La lama mancò il bersaglio. Di poco. Il forte calore distorceva la figura, e mirare a parti vitali era difficoltoso, anche per uno spadaccino esperto.
«Stai invecchiando, samurai.» Magmarus spalancò le braccia e un'ondata di aria incandescente riempì la zona dello scontro, mandando a gambe all'aria Alexsej e Sniper, che caddero vicini al busto di Heavy.
«Anche tu non sei molto in forma.» Kensei aveva evitato il colpo conficcando la katana nel terreno. «Troppo tempo rinchiuso al Cesor ti ha rammollito.»
«Credi?» Una seconda onda di calore, questa volta direzionata verso il samurai, fece quasi cadere Kensei.
«Devo sbrigarmi» pensò Kensei «o con questo caldo rischio di rimanere a corto di ossigeno troppo in fretta
L'attacco fulmineo del samurai colse alla sprovvista Magmarus, che si spostò in ritardo, ma limitò il danno a due dita della mano destra amputate.
«Bastardo!» Con la mano fiammeggiante il criminale cercò di prendere al collo Kensei, questi schivò con agilità ma il forte calore fece prendere fuoco al kimono.

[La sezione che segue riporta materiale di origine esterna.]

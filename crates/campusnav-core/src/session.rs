//! Per-page navigator session.
//!
//! Owns everything a single navigation page works with: the shared location
//! directory, map settings, the route form, one autosuggest controller per
//! endpoint field, and the submission counter used to discard responses to
//! superseded submissions.

use std::sync::Arc;

use crate::directory::LocationDirectory;
use crate::documents::MapConfig;
use crate::error::NavError;
use crate::form::RouteForm;
use crate::location::LocationRecord;
use crate::reconcile::reconcile;
use crate::route::{plan_route, DirectionsRequest};
use crate::suggest::{FieldKey, SuggestController};

#[derive(Debug, Clone, Copy, PartialEq, Eq)]
pub enum Endpoint {
    Start,
    End,
}

/// A validated submission ready to be sent to the directions service.
#[derive(Debug, Clone, PartialEq)]
pub struct Submission {
    pub ticket: u64,
    pub request: DirectionsRequest,
    /// Stops in travel order, for rendering the result.
    pub stops: Vec<LocationRecord>,
}

/// Result of matching a directions response to the submission it answers.
#[derive(Debug, Clone, PartialEq)]
pub enum Completion<T> {
    Current(T),
    /// A newer submission was made after this one; the response is stale.
    Superseded { ticket: u64, latest: u64 },
}

#[derive(Debug)]
pub struct NavigatorSession {
    directory: Arc<LocationDirectory>,
    map: MapConfig,
    form: RouteForm,
    start_field: SuggestController,
    end_field: SuggestController,
    all_names: Vec<String>,
    latest_ticket: u64,
}

impl NavigatorSession {
    #[must_use]
    pub fn new(directory: Arc<LocationDirectory>, map: MapConfig) -> Self {
        let all_names = directory.all_names();
        Self {
            directory,
            map,
            form: RouteForm::default(),
            start_field: SuggestController::new(),
            end_field: SuggestController::new(),
            all_names,
            latest_ticket: 0,
        }
    }

    #[must_use]
    pub fn directory(&self) -> &LocationDirectory {
        &self.directory
    }

    #[must_use]
    pub fn map(&self) -> &MapConfig {
        &self.map
    }

    #[must_use]
    pub fn form(&self) -> &RouteForm {
        &self.form
    }

    #[must_use]
    pub fn field(&self, endpoint: Endpoint) -> &SuggestController {
        match endpoint {
            Endpoint::Start => &self.start_field,
            Endpoint::End => &self.end_field,
        }
    }

    /// Handles a keystroke that changed the text of an endpoint field and
    /// returns the suggestions to show.
    pub fn type_text(&mut self, endpoint: Endpoint, text: &str) -> Vec<String> {
        let all_names = &self.all_names;
        let field = match endpoint {
            Endpoint::Start => &mut self.start_field,
            Endpoint::End => &mut self.end_field,
        };
        let candidates = field.on_text_changed(text, all_names).to_vec();
        self.sync(endpoint);
        candidates
    }

    /// Handles a navigation or commit key in an endpoint field.
    pub fn press(&mut self, endpoint: Endpoint, key: FieldKey) {
        self.field_mut(endpoint).on_key(key);
        self.sync(endpoint);
    }

    pub fn hover_suggestion(&mut self, endpoint: Endpoint, index: usize) {
        self.field_mut(endpoint).on_mouse_hover(index);
    }

    pub fn click_suggestion(&mut self, endpoint: Endpoint, candidate: &str) {
        self.field_mut(endpoint).on_mouse_select(candidate);
        self.sync(endpoint);
    }

    pub fn swap_endpoints(&mut self) {
        self.form.swap_endpoints();
        self.start_field.set_value(self.form.start.clone());
        self.end_field.set_value(self.form.end.clone());
    }

    /// Adds an empty waypoint slot and returns its 1-based number.
    ///
    /// # Errors
    ///
    /// Returns [`NavError::WaypointLimit`] when all slots are in use.
    pub fn add_waypoint(&mut self) -> Result<usize, NavError> {
        self.form.waypoints.add()
    }

    pub fn remove_waypoint(&mut self) -> Option<String> {
        self.form.waypoints.remove_last()
    }

    pub fn set_waypoint(&mut self, number: usize, text: &str) -> bool {
        self.form.waypoints.set(number, text)
    }

    /// Validates the form and prepares a directions request.
    ///
    /// Open suggestion lists are closed first. Only a successful submission
    /// compacts the waypoint slots to the resolved names; on any error the
    /// form keeps exactly what the user typed.
    ///
    /// # Errors
    ///
    /// Returns [`NavError::MissingRequiredField`] or
    /// [`NavError::UnresolvedLocations`] from route validation.
    pub fn submit(&mut self) -> Result<Submission, NavError> {
        self.start_field.set_value(self.form.start.clone());
        self.end_field.set_value(self.form.end.clone());

        let directory = Arc::clone(&self.directory);
        let plan = plan_route(&self.form, &directory)?;
        let request = plan.directions_request(self.map.allow_multiple_routes);
        let stops: Vec<LocationRecord> = plan.stops().into_iter().cloned().collect();

        let waypoints = reconcile(self.form.waypoints.values(), &directory);
        self.form.waypoints.apply(&waypoints);
        self.latest_ticket += 1;

        tracing::debug!(
            ticket = self.latest_ticket,
            stops = stops.len(),
            "route submitted"
        );

        Ok(Submission {
            ticket: self.latest_ticket,
            request,
            stops,
        })
    }

    /// Accepts `value` only if it answers the most recent submission.
    pub fn complete<T>(&self, ticket: u64, value: T) -> Completion<T> {
        if ticket == self.latest_ticket {
            Completion::Current(value)
        } else {
            tracing::debug!(
                ticket,
                latest = self.latest_ticket,
                "discarding response to superseded submission"
            );
            Completion::Superseded {
                ticket,
                latest: self.latest_ticket,
            }
        }
    }

    fn field_mut(&mut self, endpoint: Endpoint) -> &mut SuggestController {
        match endpoint {
            Endpoint::Start => &mut self.start_field,
            Endpoint::End => &mut self.end_field,
        }
    }

    fn sync(&mut self, endpoint: Endpoint) {
        match endpoint {
            Endpoint::Start => self.form.start = self.start_field.value().to_string(),
            Endpoint::End => self.form.end = self.end_field.value().to_string(),
        }
    }
}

Incurante il samurai proseguì il movimento, roteò sul fianco e in una luce viola la katana tagliò  il braccio sinistro del nemico all'altezza del gomito. Al posto del sangue, un getto che sembrava magma uscì dal moncherino rimasto. Kensei lo schivò e balzò a una distanza di sicurezza. 
In tutta risposta, Magmarus si chinò a raccogliere il braccio, ricollocandolo al suo posto. 
«Che c'è Kensei. Ti sei dimenticato che quando sono in questo stato sono praticamente invulnerabile?»
«Ricordo benissimo. Tu sei e resterai sempre una persona che non sa cosa sia una strategia. Addio.» Detto questo rinfoderò la katana. 
«Cosa?»
Una potente salva di colpi bluastri crivellò Magmarus, riducendolo lentamente a brandelli. Heavy, legato con delle cinghie alla schiena di Alexsej, stava scaricando tutta la sua furia sul criminale, di cui rimasero pochi pezzi sparsi sulla strada.

* * *
Admiral City
Sede S.T.A.R.T.
22 Aprile 2013
Ore 07.50

«Colonnello Ross. Lancio dall'aereo di Ghaly effettuato. Stiamo tracciando il paracadute, ma sembra che sia preciso sul bersaglio. Signore.»
«Perfetto Millar, andiamo a vedere questo regalo. Intanto contatta Rushmore, servono lui e il telepate.»
I due soldati dello S.T.A.R.T. raggiunsero la zona di carico degli elicotteri, designato come punto di atterraggio per il pacco, nell'istante in cui quest'ultimo toccò terra. Di fianco alla cassa in titanio c'era una persona, con una tuta scura, che indossava una maschera raffigurante un dio egizio.
In quell'istante, un forte boato fece alzare tutti gli sguardi dei presenti verso il cielo.
L'aereo del super egiziano era esploso.
«O mio Dio!» Ross non credeva ai suoi occhi. «Il Grande Toth...»
«Il Grande Toth sa di avere molti nemici.» disse Wael Ghaly togliendosi la maschera del dio Ra.